__YOUR ASSIGNMENT__.
In the records that follow, the lines from the one containing "use tracing_subscriber::util::TryInitError;" to the one containing "pub fn default_directive(config: &LoggingConfig)", inclusive, are to be given again exactly.

__EXERCISE MATERIAL__.
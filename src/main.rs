//! nested-route command line.
//!
//! ```text
//! nested-route --config rules.toml build site/category lang=en path=books/sci-fi
//!     → /cat/lang/en/books/sci-fi
//!
//! nested-route --config rules.toml match /cat/lang/en/books/sci-fi
//!     → {"route": "site/category", "params": {"lang": "en", "path": "books/sci-fi"}}
//! ```

use std::path::PathBuf;

use clap::{Parser, Subcommand};

use nested_route::config::loader::load_config;
use nested_route::config::watcher::ConfigWatcher;
use nested_route::observability::logging::init_logging;
use nested_route::routing::{Params, SharedManager, UrlManager};

#[derive(Parser)]
#[command(name = "nested-route")]
#[command(about = "Build and resolve URLs with nested path rules", long_about = None)]
struct Cli {
    /// Rule file (TOML).
    #[arg(short, long)]
    config: PathBuf,

    /// Override the configured log level.
    #[arg(long)]
    log_level: Option<String>,

    #[command(subcommand)]
    command: Commands,
}

#[derive(Subcommand)]
enum Commands {
    /// Build a URL for a route
    Build {
        route: String,
        /// Parameters as key=value
        #[arg(value_parser = parse_param)]
        params: Vec<(String, String)>,
    },
    /// Resolve a path to a route and parameters
    Match { path: String },
    /// Validate the rule file
    Check,
    /// Keep the rules live-reloaded until Ctrl-C
    Watch,
}

fn parse_param(raw: &str) -> Result<(String, String), String> {
    raw.split_once('=')
        .map(|(key, value)| (key.to_string(), value.to_string()))
        .ok_or_else(|| format!("expected key=value, got `{}`", raw))
}

#[tokio::main]
async fn main() -> Result<(), Box<dyn std::error::Error>> {
    let cli = Cli::parse();

    let mut config = load_config(&cli.config)?;
    if let Some(level) = cli.log_level {
        config.logging.level = level;
    }
    init_logging(&config.logging)?;

    tracing::info!(
        path = ?cli.config,
        rules = config.rules.len(),
        base_url = %config.base_url,
        "Configuration loaded"
    );

    let manager = UrlManager::from_config(&config)?;

    match cli.command {
        Commands::Build { route, params } => {
            let params: Params = params.into_iter().collect();
            println!("{}", manager.create_url(&route, &params)?);
        }
        Commands::Match { path } => {
            let found = manager.parse_url(&path)?;
            println!("{}", serde_json::to_string_pretty(&found)?);
        }
        Commands::Check => {
            println!("ok: {} rule(s)", manager.len());
        }
        Commands::Watch => watch(cli.config, manager).await?,
    }

    Ok(())
}

async fn watch(path: PathBuf, manager: UrlManager) -> Result<(), Box<dyn std::error::Error>> {
    let shared = SharedManager::new(manager);
    let (watcher, mut updates) = ConfigWatcher::new(&path);
    let _watcher = watcher.run()?;

    loop {
        tokio::select! {
            _ = tokio::signal::ctrl_c() => {
                tracing::info!("Shutdown signal received");
                break;
            }
            update = updates.recv() => match update {
                Some(next) => {
                    let rules = next.len();
                    shared.replace(next);
                    tracing::info!(rules, "Rules swapped in");
                }
                None => break,
            },
        }
    }

    tracing::info!(rules = shared.load().len(), "Watch stopped");
    Ok(())
}
//! Rule for an unbounded-depth path parameter.
//!
//! # Path Grammar
//! ```text
//! <prefix> / <pre_1> / <value_1> / ... / <pre_n> / <value_n> / <seg_1> / ... / <seg_m>
//!
//! prefix      = friendly alias, or the route when no alias is set
//! pre_i       = literal name of the i-th pre-nested parameter
//! seg_1..m    = nested value split on the separator
//! ```
//!
//! # Design Decisions
//! - Pre-nested parameters are written as name/value pairs, not bare values
//! - A missing pre-nested parameter declines the whole build; nothing is
//!   emitted and the caller's parameters are never touched
//! - An empty nested value yields one empty trailing segment (`route/`);
//!   parsing `route/` gives the empty value back

use crate::config::schema::NestedRuleConfig;
use crate::config::validation::validate_nested_rule;
use crate::config::ConfigError;
use crate::routing::rule::{append_query, NoMatch, Params, QueryEncoder, RouteMatch, UrlRule};

/// Maps a separator-joined parameter of any depth onto trailing path
/// segments.
#[derive(Debug, Clone)]
pub struct NestedPathRule {
    config: NestedRuleConfig,
}

impl NestedPathRule {
    /// Create a rule, rejecting configurations that could never match.
    pub fn new(config: NestedRuleConfig) -> Result<Self, ConfigError> {
        validate_nested_rule(&config).map_err(ConfigError::Validation)?;
        Ok(Self { config })
    }

    pub fn config(&self) -> &NestedRuleConfig {
        &self.config
    }

    /// Path prefix used in URLs: the friendly alias when set, else the route.
    pub fn prefix(&self) -> &str {
        if self.config.friendly_alias.is_empty() {
            &self.config.route
        } else {
            &self.config.friendly_alias
        }
    }
}

impl UrlRule for NestedPathRule {
    fn route(&self) -> &str {
        &self.config.route
    }

    fn build(
        &self,
        route: &str,
        params: &Params,
        encoder: &dyn QueryEncoder,
    ) -> Result<String, NoMatch> {
        if route != self.config.route {
            return Err(NoMatch::RouteMismatch(route.to_string()));
        }
        let nested = params
            .get(&self.config.nested_key)
            .ok_or_else(|| NoMatch::MissingNested(self.config.nested_key.clone()))?;

        let mut segments = vec![self.prefix()];
        for key in &self.config.pre_nested_keys {
            let value = params
                .get(key)
                .ok_or_else(|| NoMatch::MissingPreNested(key.clone()))?;
            segments.push(key);
            segments.push(value);
        }
        segments.extend(nested.split(self.config.separator.as_str()));

        let mut remaining = params.clone();
        remaining.remove(&self.config.nested_key);
        for key in &self.config.pre_nested_keys {
            remaining.remove(key);
        }

        Ok(append_query(segments.join("/"), &remaining, encoder))
    }

    fn match_path(&self, path: &str) -> Result<RouteMatch, NoMatch> {
        let prefix = self.prefix();
        let rest = path
            .strip_prefix(prefix)
            .and_then(|rest| rest.strip_prefix('/'))
            .ok_or_else(|| NoMatch::PrefixMismatch(prefix.to_string()))?;

        let mut segments = rest.split('/');
        let mut params = Params::new();

        for key in &self.config.pre_nested_keys {
            match segments.next() {
                Some(name) if name == key => {}
                Some(found) => {
                    return Err(NoMatch::UnexpectedSegment {
                        expected: key.clone(),
                        found: found.to_string(),
                    })
                }
                None => return Err(NoMatch::PathTooShort(key.clone())),
            }
            let value = segments
                .next()
                .ok_or_else(|| NoMatch::PathTooShort(key.clone()))?;
            params.insert(key.clone(), value.to_string());
        }

        let nested = segments.collect::<Vec<_>>().join(&self.config.separator);
        params.insert(self.config.nested_key.clone(), nested);

        Ok(RouteMatch::new(self.config.route.clone(), params))
    }
}
//! Structured logging.
//!
//! # Responsibilities
//! - Initialize logging subsystem
//! - Configure log level from config, overridable by `RUST_LOG`
//!
//! # Design Decisions
//! - Uses tracing crate for structured logging
//! - JSON format for production, pretty format for development
//! - Logs go to stderr so command output on stdout stays clean

use tracing_subscriber::util::TryInitError;
use tracing_subscriber::{fmt, layer::SubscriberExt, util::SubscriberInitExt, EnvFilter};

use crate::config::schema::{LogFormat, LoggingConfig};

/// Filter directive used when `RUST_LOG` is unset.
pub fn default_directive(config: &LoggingConfig) -> String {
    format!("nested_route={}", config.level)
}

/// Install the global subscriber. Fails if one is already installed.
pub fn init_logging(config: &LoggingConfig) -> Result<(), TryInitError> {
    let filter = EnvFilter::try_from_default_env()
        .unwrap_or_else(|_| EnvFilter::new(default_directive(config)));

    let registry = tracing_subscriber::registry().with(filter);
    match config.format {
        LogFormat::Pretty => registry
            .with(fmt::layer().with_writer(std::io::stderr))
            .try_init(),
        LogFormat::Json => registry
            .with(fmt::layer().json().with_writer(std::io::stderr))
            .try_init(),
    }
}

#[cfg(test)]
mod tests {
    use super::*;

    #[test]
    fn test_default_directive() {
        let config = LoggingConfig {
            level: "debug".into(),
            format: LogFormat::Json,
        };
        assert_eq!(default_directive(&config), "nested_route=debug");
    }
}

__EXERCISE RESULT__.
use tracing_subscriber::util::TryInitError;
use tracing_subscriber::{fmt, layer::SubscriberExt, util::SubscriberInitExt, EnvFilter};

use crate::config::schema::{LogFormat, LoggingConfig};

/// Filter directive used when `RUST_LOG` is unset.
pub fn default_directive(config: &LoggingConfig) -> String {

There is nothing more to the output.